▶ [WHAT YOU SHOULD DO]: Wherever the string "application" turns up in the data, copy the whole line.

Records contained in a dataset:

-------

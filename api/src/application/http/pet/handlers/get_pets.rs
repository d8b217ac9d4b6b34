use axum::{Extension, extract::State};
use fidofeed_core::domain::pet::{entities::PetProfile, ports::PetService};
use serde::{Deserialize, Serialize};
use utoipa::ToSchema;

use crate::application::{
    device_middleware::DeviceContext,
    http::server::{
        api_entities::{api_error::ApiError, response::Response},
        app_state::AppState,
    },
};

#[derive(Debug, Serialize, Deserialize, ToSchema, PartialEq)]
pub struct GetPetsResponse {
    pub data: Vec<PetProfile>,
}

#[utoipa::path(
    get,
    path = "",
    tag = "pet",
    summary = "List pets",
    description = "Lists the pets stored for the calling device.",
    params(
        ("X-Device-Id" = Option<String>, Header, description = "Device owning the pets"),
    ),
    responses(
        (status = 200, body = GetPetsResponse)
    )
)]
pub async fn get_pets(
    State(state): State<AppState>,
    Extension(device_context): Extension<DeviceContext>,
) -> Result<Response<GetPetsResponse>, ApiError> {
    let pets = state
        .service
        .list_pets(&device_context.device_id)
        .await
        .map_err(ApiError::from)?;

    Ok(Response::OK(GetPetsResponse { data: pets }))
}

-------

▶ [RESPONSE TO THIS TASK]:
filename api/src/application/http/pet/handlers/get_pets.rs
use crate::application::{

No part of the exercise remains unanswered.